_The task_.
Go over the entries below line by line, copying each one that contains the word "once".

[Saved data entries]
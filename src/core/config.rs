//! Configuration for a comparison run.
//!
//! A [`ComparisonConfig`] describes which images are compared, what the model
//! is asked, which answers are scored, and where the table goes. It can be
//! built from defaults or loaded from a JSON file; unspecified fields fall
//! back to the values in [`crate::core::constants`].

use super::constants::{
    CANDIDATE_TOKEN_STRINGS, DEFAULT_IMAGE_DIR, DEFAULT_NUM_IMAGES, DEFAULT_OUTPUT_PATH,
    DEFAULT_PROMPT,
};
use super::errors::PreferenceError;
use serde::{Deserialize, Serialize};
use std::path::{Path, PathBuf};

#[derive(Debug, Clone, PartialEq, Serialize, Deserialize)]
#[serde(default)]
pub struct ComparisonConfig {
    /// Directory holding the numbered images.
    pub image_dir: PathBuf,
    /// Images are indexed `1..=num_images`.
    pub num_images: u32,
    /// Instruction shown with every composite.
    pub prompt: String,
    /// Answers whose logits are recorded, left answer first.
    pub candidate_tokens: [String; 2],
    /// Destination of the results table.
    pub output: PathBuf,
}

impl Default for ComparisonConfig {
    fn default() -> Self {
        Self {
            image_dir: PathBuf::from(DEFAULT_IMAGE_DIR),
            num_images: DEFAULT_NUM_IMAGES,
            prompt: DEFAULT_PROMPT.to_string(),
            candidate_tokens: CANDIDATE_TOKEN_STRINGS.map(str::to_string),
            output: PathBuf::from(DEFAULT_OUTPUT_PATH),
        }
    }
}

impl ComparisonConfig {
    /// Loads a configuration from a JSON file. Missing fields take their defaults.
    pub fn from_path(path: impl AsRef<Path>) -> Result<Self, PreferenceError> {
        let path = path.as_ref();
        let contents = std::fs::read_to_string(path)?;
        let cfg: Self = serde_json::from_str(&contents).map_err(|e| {
            PreferenceError::config_error(format!(
                "failed to parse comparison config {}: {e}",
                path.display()
            ))
        })?;
        cfg.validate()?;
        Ok(cfg)
    }

    pub fn validate(&self) -> Result<(), PreferenceError> {
        if self.num_images < 2 {
            return Err(PreferenceError::config_error_with_context(
                "num_images",
                &self.num_images.to_string(),
                "at least two images are needed to form a pair",
            ));
        }
        if self.num_images > 99 {
            return Err(PreferenceError::config_error_with_context(
                "num_images",
                &self.num_images.to_string(),
                "image file names are two digits wide",
            ));
        }
        if self.prompt.trim().is_empty() {
            return Err(PreferenceError::config_error("prompt must not be empty"));
        }
        let [left, right] = &self.candidate_tokens;
        if left.is_empty() || right.is_empty() || left == right {
            return Err(PreferenceError::config_error(format!(
                "candidate_tokens must be two distinct non-empty strings, got {:?}",
                self.candidate_tokens
            )));
        }
        Ok(())
    }

    /// Number of unordered pairs the run will compare.
    pub fn num_pairs(&self) -> usize {
        let n = self.num_images as usize;
        n * n.saturating_sub(1) / 2
    }
}

#[cfg(test)]
mod tests {
    use super::*;
    use std::io::Write;
    use tempfile::NamedTempFile;

    #[test]
    fn test_default_config_is_valid() {
        let cfg = ComparisonConfig::default();
        cfg.validate().unwrap();
        assert_eq!(cfg.num_images, 64);
        assert_eq!(cfg.num_pairs(), 2016);
        assert_eq!(cfg.candidate_tokens, [" L".to_string(), " R".to_string()]);
    }

    #[test]
    fn test_partial_json_uses_defaults() {
        let mut file = NamedTempFile::new().unwrap();
        write!(file, r#"{{"num_images": 3, "output": "out.arrow"}}"#).unwrap();

        let cfg = ComparisonConfig::from_path(file.path()).unwrap();
        assert_eq!(cfg.num_images, 3);
        assert_eq!(cfg.num_pairs(), 3);
        assert_eq!(cfg.output, PathBuf::from("out.arrow"));
        assert_eq!(cfg.image_dir, PathBuf::from("img"));
        assert_eq!(cfg.prompt, DEFAULT_PROMPT);
    }

    #[test]
    fn test_rejects_single_image() {
        let cfg = ComparisonConfig {
            num_images: 1,
            ..Default::default()
        };
        assert!(matches!(
            cfg.validate(),
            Err(PreferenceError::ConfigError { .. })
        ));
    }

    #[test]
    fn test_rejects_identical_candidates() {
        let cfg = ComparisonConfig {
            candidate_tokens: [" L".to_string(), " L".to_string()],
            ..Default::default()
        };
        assert!(cfg.validate().is_err());
    }

    #[test]
    fn test_malformed_json_is_config_error() {
        let mut file = NamedTempFile::new().unwrap();
        write!(file, "{{not json").unwrap();
        assert!(matches!(
            ComparisonConfig::from_path(file.path()),
            Err(PreferenceError::ConfigError { .. })
        ));
    }
}
//! Error types for pairwise preference scoring.
//!
//! This module defines the errors that can occur while compositing images,
//! building batched model inputs, running inference, and persisting the
//! results table. It also provides helper constructors for attaching context
//! to underlying errors.

use std::path::PathBuf;
use thiserror::Error;

/// Enum representing different stages of processing in the scoring pipeline.
///
/// This enum is used to identify which stage an error occurred in.
#[derive(Debug, Clone, Copy, PartialEq, Eq)]
pub enum ProcessingStage {
    /// Error occurred during tensor operations.
    TensorOperation,
    /// Error occurred while preparing an image for the model.
    ImagePreprocessing,
    /// Error occurred while tokenizing text.
    Tokenization,
    /// Error occurred while stacking per-sample inputs into a batch.
    BatchProcessing,
    /// Generic processing error.
    Generic,
}

impl std::fmt::Display for ProcessingStage {
    fn fmt(&self, f: &mut std::fmt::Formatter<'_>) -> std::fmt::Result {
        match self {
            ProcessingStage::TensorOperation => write!(f, "tensor operation"),
            ProcessingStage::ImagePreprocessing => write!(f, "image preprocessing"),
            ProcessingStage::Tokenization => write!(f, "tokenization"),
            ProcessingStage::BatchProcessing => write!(f, "batch processing"),
            ProcessingStage::Generic => write!(f, "processing"),
        }
    }
}

/// Enum representing the errors that can occur while scoring image pairs.
#[derive(Error, Debug)]
pub enum PreferenceError {
    /// An input image path did not resolve to a file.
    #[error("could not find image file: {}", path.display())]
    ImageNotFound {
        /// The path that was requested.
        path: PathBuf,
    },

    /// An input image exists but could not be read or decoded.
    #[error("error processing image {}: {source}", path.display())]
    ImageIo {
        /// The path of the offending image.
        path: PathBuf,
        /// The underlying decode or read error.
        #[source]
        source: image::ImageError,
    },

    /// Error occurred during processing.
    #[error("{kind} failed: {context}")]
    Processing {
        /// The stage of processing where the error occurred.
        kind: ProcessingStage,
        /// Additional context about the error.
        context: String,
        /// The underlying error that caused this error.
        #[source]
        source: Box<dyn std::error::Error + Send + Sync>,
    },

    /// Error occurred while loading or running the model.
    #[error("{model_name} inference failed: {context}")]
    Inference {
        /// Name of the model backend.
        model_name: String,
        /// What the backend was doing when it failed.
        context: String,
        /// The underlying error that caused this error.
        #[source]
        source: Box<dyn std::error::Error + Send + Sync>,
    },

    /// Error indicating invalid input.
    #[error("invalid input: {message}")]
    InvalidInput {
        /// A message describing the invalid input.
        message: String,
    },

    /// Error indicating a configuration problem.
    #[error("configuration: {message}")]
    ConfigError {
        /// A message describing the configuration error.
        message: String,
    },

    /// Error while encoding or decoding the results table.
    #[error("results table")]
    Table(#[from] arrow::error::ArrowError),

    /// IO error.
    #[error("io")]
    Io(#[from] std::io::Error),
}

/// Convenient result alias for scoring operations.
pub type PreferenceResult<T> = Result<T, PreferenceError>;

impl PreferenceError {
    /// Creates an error for tensor operations.
    ///
    /// # Arguments
    ///
    /// * `context` - Additional context about the error.
    /// * `error` - The underlying error that caused this error.
    pub fn tensor_operation(
        context: &str,
        error: impl std::error::Error + Send + Sync + 'static,
    ) -> Self {
        Self::Processing {
            kind: ProcessingStage::TensorOperation,
            context: context.to_string(),
            source: Box::new(error),
        }
    }

    /// Creates an error for batch assembly.
    ///
    /// # Arguments
    ///
    /// * `context` - Additional context about the error.
    /// * `error` - The underlying error that caused this error.
    pub fn batch_processing(
        context: &str,
        error: impl std::error::Error + Send + Sync + 'static,
    ) -> Self {
        Self::Processing {
            kind: ProcessingStage::BatchProcessing,
            context: context.to_string(),
            source: Box::new(error),
        }
    }

    /// Creates an error for a failed model operation.
    pub fn inference(
        model_name: &str,
        context: impl Into<String>,
        error: impl std::error::Error + Send + Sync + 'static,
    ) -> Self {
        Self::Inference {
            model_name: model_name.to_string(),
            context: context.into(),
            source: Box::new(error),
        }
    }

    /// Creates an error for invalid input.
    pub fn invalid_input(message: impl Into<String>) -> Self {
        Self::InvalidInput {
            message: message.into(),
        }
    }

    /// Creates an error for configuration problems.
    pub fn config_error(message: impl Into<String>) -> Self {
        Self::ConfigError {
            message: message.into(),
        }
    }

    /// Creates a configuration error naming the offending field and value.
    pub fn config_error_with_context(field: &str, value: &str, reason: &str) -> Self {
        Self::ConfigError {
            message: format!(
                "Configuration error in field '{}' with value '{}': {}",
                field, value, reason
            ),
        }
    }

    /// Returns true if this error reports a missing input image.
    pub fn is_not_found(&self) -> bool {
        matches!(self, Self::ImageNotFound { .. })
    }
}
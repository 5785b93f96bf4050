//! Vision-language model backends.

pub mod qwen3_vl;

pub use qwen3_vl::{ModelSource, Qwen3VlPreferenceModel, Qwen3VlProcessor, load_qwen3_vl};
//! # OAR Pairwise
//!
//! Pairwise visual preference scoring with a Vision-Language model.
//!
//! For every unordered pair of images in a set, the pair is composited side
//! by side in both orders (A|B and B|A), both composites go through one
//! batched forward pass, and the next-token logits of the two candidate
//! answers (`" L"` and `" R"` by default) are read off the final position.
//! The four numbers `[L, R, iL, iR]` per pair end up in a results table that
//! is written once, after the whole run succeeds.
//!
//! ## Modules
//!
//! * [`core`] - Configuration, constants, error handling, and backend traits
//! * [`pipeline`] - Pair enumeration, the comparison driver, and the results table
//! * [`predictor`] - Per-pair comparison and candidate logit extraction
//! * [`processors`] - Batching of per-composite model inputs
//! * [`utils`] - Image loading and compositing, device and dtype parsing
//! * [`vl`] - Vision-Language model backends (Qwen3-VL)
//!
//! ## Quick Start
//!
//! ```rust,no_run
//! use oar_pairwise::prelude::*;
//!
//! # fn main() -> Result<(), Box<dyn std::error::Error>> {
//! let source = ModelSource::Hub {
//!     model_id: DEFAULT_MODEL_ID.to_string(),
//!     revision: DEFAULT_MODEL_REVISION.to_string(),
//! };
//! let (processor, model) = load_qwen3_vl(&source, parse_device("cpu")?, parse_dtype("f32")?)?;
//! let ctx = PreferenceContext::new(model, processor, CANDIDATE_TOKEN_STRINGS)?;
//!
//! let config = ComparisonConfig::default();
//! let table = run_comparisons(&ctx, &config)?;
//! table.write_ipc(&config.output)?;
//! # Ok(())
//! # }
//! ```

// Core modules
pub mod core;
pub mod pipeline;
pub mod predictor;
pub mod processors;
pub mod utils;
pub mod vl;

#[cfg(test)]
mod test_support;

/// Prelude module for convenient imports.
///
/// ```rust
/// use oar_pairwise::prelude::*;
/// ```
///
/// For backend internals (preprocessing, chat template layout), import
/// directly from [`vl::qwen3_vl`].
pub mod prelude {
    // Configuration and errors
    pub use crate::core::{
        CANDIDATE_TOKEN_STRINGS, ComparisonConfig, DEFAULT_MODEL_ID, DEFAULT_MODEL_REVISION,
        PreferenceError, PreferenceResult,
    };

    // Comparison run
    pub use crate::pipeline::{ComparisonTable, image_pairs, run_comparisons};
    pub use crate::predictor::{PreferenceContext, PreferenceScores};

    // Backend
    pub use crate::utils::{parse_device, parse_dtype};
    pub use crate::vl::{ModelSource, load_qwen3_vl};
}
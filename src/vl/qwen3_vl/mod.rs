//! Qwen3-VL backend.
//!
//! The model architecture comes from `candle-transformers`; this module
//! provides checkpoint resolution, the image and chat-template preprocessing
//! that turns a composite into model inputs, and the glue implementing
//! [`InputProcessor`](crate::core::traits::InputProcessor) and
//! [`PreferenceModel`](crate::core::traits::PreferenceModel).

mod config;
mod model;
mod processing;

pub use config::{Qwen3VlImageSize, Qwen3VlPreprocessorConfig, Qwen3VlSpecialTokens};
pub use model::{
    ModelFiles, ModelSource, Qwen3VlPreferenceModel, Qwen3VlProcessor, load_qwen3_vl,
};
pub use processing::{
    ChatTemplateIds, Qwen3VlImageInputs, assemble_input_ids, find_image_spans, image_to_patches,
    preprocess_image, smart_resize,
};
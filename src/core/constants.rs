//! Constants used throughout the scoring pipeline.
//!
//! This module defines the defaults for a comparison run: the instruction
//! shown to the model, the two candidate answers whose logits are recorded,
//! the image set layout, and the model checkpoint.

/// The default instruction shown alongside every composite image.
///
/// The model is expected to answer with a single `L` or `R`; only the logits
/// of those two answers are recorded.
pub const DEFAULT_PROMPT: &str = "This image contains two pictures: one in the left half (L), and one on the right half (R). You must indicate which picture you prefer by simply stating \"L\" or \"R\" followed by a newline.

The image I prefer is:";

/// The candidate answers, in column order. The leading space matters: it is
/// how the tokenizer sees the first word of a continuation.
pub const CANDIDATE_TOKEN_STRINGS: [&str; 2] = [" L", " R"];

/// Number of images in the default set, indexed `1..=DEFAULT_NUM_IMAGES`.
pub const DEFAULT_NUM_IMAGES: u32 = 64;

/// Directory holding `01.png`, `02.png`, ...
pub const DEFAULT_IMAGE_DIR: &str = "img";

/// Where the results table is written.
pub const DEFAULT_OUTPUT_PATH: &str = "data.arrow";

/// Hugging Face Hub checkpoint used when no local model directory is given.
pub const DEFAULT_MODEL_ID: &str = "Qwen/Qwen3-VL-2B-Instruct";

/// Hub revision used for [`DEFAULT_MODEL_ID`].
pub const DEFAULT_MODEL_REVISION: &str = "main";

/// Numeric precision of the image tensor and model weights.
pub const DEFAULT_DTYPE: &str = "bf16";

/// Column names of the results table, matching the score vector layout.
pub const SCORE_COLUMNS: [&str; 4] = ["L", "R", "iL", "iR"];

/// Names of the two-level row key.
pub const INDEX_COLUMNS: [&str; 2] = ["img_a", "img_b"];
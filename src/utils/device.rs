//! Candle device and dtype selection.

use crate::core::PreferenceError;
use candle_core::{DType, Device};

#[cfg(not(feature = "cuda"))]
fn cuda_not_enabled() -> PreferenceError {
    PreferenceError::config_error("CUDA support not enabled. Compile with --features cuda")
}

/// Parses a device string and creates a Candle [`Device`].
///
/// # Supported formats
///
/// - `"cpu"` → CPU device
/// - `"cuda"` or `"gpu"` → CUDA device 0
/// - `"cuda:N"` → CUDA device N (e.g., `"cuda:1"`)
///
/// # Errors
///
/// Returns an error if the string is not recognized, if CUDA is requested but
/// the `cuda` feature is not enabled, or if device creation fails.
pub fn parse_device(device_str: &str) -> Result<Device, PreferenceError> {
    let device_str = device_str.to_lowercase();
    match device_str.as_str() {
        "cpu" => Ok(Device::Cpu),
        "cuda" | "gpu" => {
            #[cfg(feature = "cuda")]
            {
                Device::new_cuda(0).map_err(|e| {
                    PreferenceError::config_error(format!("Failed to create CUDA device: {e}"))
                })
            }
            #[cfg(not(feature = "cuda"))]
            {
                Err(cuda_not_enabled())
            }
        }
        s if s.starts_with("cuda:") => {
            let ordinal: usize = s["cuda:".len()..].parse().map_err(|_| {
                PreferenceError::config_error(format!("Invalid CUDA device ordinal in '{s}'"))
            })?;
            #[cfg(feature = "cuda")]
            {
                Device::new_cuda(ordinal).map_err(|e| {
                    PreferenceError::config_error(format!(
                        "Failed to create CUDA device {ordinal}: {e}"
                    ))
                })
            }
            #[cfg(not(feature = "cuda"))]
            {
                let _ = ordinal;
                Err(cuda_not_enabled())
            }
        }
        _ => Err(PreferenceError::config_error(format!(
            "Unknown device: '{device_str}'. Use 'cpu', 'cuda', or 'cuda:N'"
        ))),
    }
}

/// Parses a precision name into a Candle [`DType`].
///
/// Accepts `bf16`/`bfloat16`, `f16`/`float16`/`half`, and `f32`/`float32`.
pub fn parse_dtype(dtype_str: &str) -> Result<DType, PreferenceError> {
    match dtype_str.to_lowercase().as_str() {
        "bf16" | "bfloat16" => Ok(DType::BF16),
        "f16" | "float16" | "half" => Ok(DType::F16),
        "f32" | "float32" | "float" => Ok(DType::F32),
        other => Err(PreferenceError::config_error(format!(
            "Unknown dtype: '{other}'. Use 'bf16', 'f16', or 'f32'"
        ))),
    }
}
//! Failure artifacts: a screenshot plus the serialized page, written as a
//! timestamped pair under a configurable debug directory.

use std::path::{Path, PathBuf};

use chrono::Local;

use crate::error::{DriverError, Result};
use crate::session::Session;

pub struct DiagnosticRecorder {
    dir: PathBuf,
}

impl DiagnosticRecorder {
    /// Creates the recorder and its target directory. Directory creation is
    /// the only fallible setup and happens once, here.
    pub fn new(dir: impl Into<PathBuf>) -> Result<Self> {
        let dir = dir.into();
        std::fs::create_dir_all(&dir).map_err(|e| {
            DriverError::Other(format!("Failed to create debug dir {}: {}", dir.display(), e))
        })?;
        Ok(Self { dir })
    }

    pub fn dir(&self) -> &Path {
        &self.dir
    }

    /// Writes a `<label>-<timestamp>.png` / `.html` pair for the session's
    /// current state. Capture failures are logged and swallowed so they can
    /// never mask the error being diagnosed.
    pub async fn capture(&self, session: &dyn Session, label: &str) -> Option<(PathBuf, PathBuf)> {
        match self.try_capture(session, label).await {
            Ok((png, html)) => {
                log::info!("[debug saved] {}", png.display());
                log::info!("[debug saved] {}", html.display());
                Some((png, html))
            }
            Err(e) => {
                log::warn!("Failed to save debug artifacts: {}", e);
                None
            }
        }
    }

    async fn try_capture(&self, session: &dyn Session, label: &str) -> Result<(PathBuf, PathBuf)> {
        let ts = Local::now().format("%Y%m%d-%H%M%S");
        let png = self.dir.join(format!("{}-{}.png", label, ts));
        let html = self.dir.join(format!("{}-{}.html", label, ts));

        let shot = session.capture_visual().await?;
        tokio::fs::write(&png, shot)
            .await
            .map_err(|e| DriverError::Other(format!("Failed to write {}: {}", png.display(), e)))?;

        let source = session.page_source().await?;
        tokio::fs::write(&html, source)
            .await
            .map_err(|e| DriverError::Other(format!("Failed to write {}: {}", html.display(), e)))?;

        Ok((png, html))
    }
}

_Finished task_.
//! is written once, after the whole run succeeds.
    /// the only fallible setup and happens once, here.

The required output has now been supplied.